To this end, countries such as the US have engaged internet companies not to disconnect people in case they don’t clear their bills in time. This will be enforced in the next two months.
Broadband providers and operators have been apprised of the situation by America’s Federal Communications Commission (FCC) because at the moment, millions of school-going children and adults are reading from home.
According to NBC NEWS, some broadband companies and carriers signed up to the FCC’s pledge that seeks to ‘keep Americans connected.’ The pledge means that accounts will not be terminated in the next 60 days for homes or small businesses that will not be able to clear their bills due to the COVID-19 outbreak.

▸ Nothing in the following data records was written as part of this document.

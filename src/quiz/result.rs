//! Outcome selection and the result-screen view built from it.

use serde::Serialize;

use super::model::{QuizConfig, QuizOption};
use super::state::Scores;

/// Id of the highest-scoring option.
///
/// Options are scanned in configured order and replaced only on a strictly
/// greater score, so ties go to the earlier option. Missing scores count as 0.
pub fn pick_result<'a>(options: &'a [QuizOption], scores: &Scores) -> Option<&'a str> {
    let mut best: Option<(&str, f64)> = None;
    for option in options {
        let score = scores.get(&option.id).copied().unwrap_or(0.0);
        if best.is_none_or(|(_, top)| score > top) {
            best = Some((option.id.as_str(), score));
        }
    }
    best.map(|(id, _)| id)
}

/// A call-to-action link.
#[derive(Debug, Clone, PartialEq, Eq, Serialize)]
pub struct Cta {
    pub url: String,
    pub label: String,
}

/// Terminal outcome of a run, ready to render.
#[derive(Debug, Clone, PartialEq, Serialize)]
pub struct Outcome {
    pub id: String,
    pub label: String,
    pub text: Option<String>,
    pub photo_url: Option<String>,
    pub cta: Cta,
    pub secondary_cta: Option<Cta>,
    /// True when chosen by a `next` directive instead of by score.
    pub forced: bool,
}

/// Resolve the outcome for a run, either the forced id or the score winner.
///
/// An unknown forced id resolves to a stub whose label is the id.
pub fn resolve_outcome(config: &QuizConfig, forced: Option<&str>, scores: &Scores) -> Outcome {
    let id = match forced {
        Some(id) => id.to_string(),
        None => pick_result(&config.options, scores)
            .unwrap_or_default()
            .to_string(),
    };
    let option = config
        .option(&id)
        .cloned()
        .unwrap_or_else(|| QuizOption::stub(&id));
    let note = config.result_note(&id).cloned().unwrap_or_default();

    let cta = Cta {
        url: first_of([
            note.cta_url.as_deref(),
            option.cta.as_deref(),
            config.cta_url.as_deref(),
        ])
        .unwrap_or("#")
        .to_string(),
        label: first_of([
            note.cta_label.as_deref(),
            option.cta_label.as_deref(),
            config.cta_label.as_deref(),
        ])
        .unwrap_or("Continue")
        .to_string(),
    };

    let secondary_cta = match (
        first_of([note.cta2_url.as_deref(), config.cta2_url.as_deref()]),
        first_of([note.cta2_label.as_deref(), config.cta2_label.as_deref()]),
    ) {
        (Some(url), Some(label)) => Some(Cta {
            url: url.to_string(),
            label: label.to_string(),
        }),
        _ => None,
    };

    let label = if option.label.is_empty() {
        "Result".to_string()
    } else {
        option.label
    };

    Outcome {
        id,
        label,
        text: note.text.filter(|t| !t.is_empty()),
        photo_url: note.photo_url.filter(|p| !p.is_empty()),
        cta,
        secondary_cta,
        forced: forced.is_some(),
    }
}

/// First non-empty candidate.
fn first_of<'a, const N: usize>(candidates: [Option<&'a str>; N]) -> Option<&'a str> {
    candidates.into_iter().flatten().find(|c| !c.is_empty())
}
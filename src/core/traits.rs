//! Core traits for record lookup
//!
//! This module defines the capability that lets the sequential scan and the
//! indexed lookup be used, and measured, interchangeably.

use crate::core::record_store::RecordStore;
use crate::types::{RecordId, TransactionRecord};

/// Trait for resolving a record by id against a store
///
/// Implementations hold no state of their own; every call reads the store it
/// is given, so two strategies run against the same store must agree on every
/// result.
pub trait Lookup: Send + Sync {
    /// Display name used in comparison reports
    fn name(&self) -> &'static str;

    /// Find the record with this id, or `None` if the store has none
    fn find<'s>(&self, store: &'s RecordStore, id: RecordId) -> Option<&'s TransactionRecord>;
}
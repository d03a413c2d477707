//! Lookup strategy module
//!
//! This module defines the interchangeable search strategies over the record
//! store and the utility that measures two of them against each other:
//!
//! - `scan` - Sequential scan over the ordered sequence (O(n))
//! - `indexed` - Single hash-index access (O(1) expected)
//! - `comparison` - Instrumented side-by-side timing and result check

use crate::cli::LookupType;
use crate::core::Lookup;

pub mod comparison;
pub mod indexed;
pub mod scan;

pub use comparison::{benchmark_lookup, compare_lookups, ComparisonReport, MethodReport};
pub use indexed::IndexedLookup;
pub use scan::SequentialScan;

/// Create a lookup strategy for the given type
///
/// # Arguments
///
/// * `lookup_type` - Which strategy to instantiate (Scan or Indexed)
///
/// # Returns
///
/// A boxed trait object implementing the Lookup trait
pub fn create_lookup(lookup_type: LookupType) -> Box<dyn Lookup> {
    match lookup_type {
        LookupType::Scan => Box::new(SequentialScan),
        LookupType::Indexed => Box::new(IndexedLookup),
    }
}
//! Sequential scan lookup
//!
//! Walks the ordered record sequence and compares ids one by one. O(n) per
//! query; it exists as the baseline the indexed lookup is measured against.

use crate::core::{Lookup, RecordStore};
use crate::types::{RecordId, TransactionRecord};

/// Linear search over the record sequence
#[derive(Debug, Clone, Copy, Default)]
pub struct SequentialScan;

impl Lookup for SequentialScan {
    fn name(&self) -> &'static str {
        "Linear Search"
    }

    fn find<'s>(&self, store: &'s RecordStore, id: RecordId) -> Option<&'s TransactionRecord> {
        store.iter().find(|record| record.id == id)
    }
}

#[cfg(test)]
mod tests {
    use super::*;
    use crate::types::{RecordPayload, TransactionKind};

    fn store_with(count: usize) -> RecordStore {
        let mut store = RecordStore::new();
        for _ in 0..count {
            store
                .insert(RecordPayload {
                    kind: Some(TransactionKind::Payment),
                    ..RecordPayload::default()
                })
                .unwrap();
        }
        store
    }

    #[test]
    fn test_scan_finds_each_record() {
        let store = store_with(5);
        for id in 1..=5 {
            assert_eq!(SequentialScan.find(&store, id).map(|r| r.id), Some(id));
        }
    }

    #[test]
    fn test_scan_misses_absent_id() {
        let store = store_with(2);
        assert!(SequentialScan.find(&store, 3).is_none());
        assert!(SequentialScan.find(&RecordStore::new(), 1).is_none());
    }

    #[test]
    fn test_scan_skips_deleted_record() {
        let mut store = store_with(3);
        store.delete(2).unwrap();
        assert!(SequentialScan.find(&store, 2).is_none());
        assert_eq!(SequentialScan.find(&store, 3).map(|r| r.id), Some(3));
    }
}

The following companies have since signed the pledge: Google Fibre, Sprint, AT&T, Verizon, T-Mobile, and Comcast, to mention a few.
The companies have also been asked to lift data caps an overage charge.
Those serving health facilities have also been asked to ensure that hospitals are continuously connected.
Other broadband companies have announced temporary discounts for broadband connections.
Some companies are also offering free broadband and W-Fi access to households with college-going students.
Carriers such as AT&T are not enforcing overage fees for subscribers without unlimited home internet access.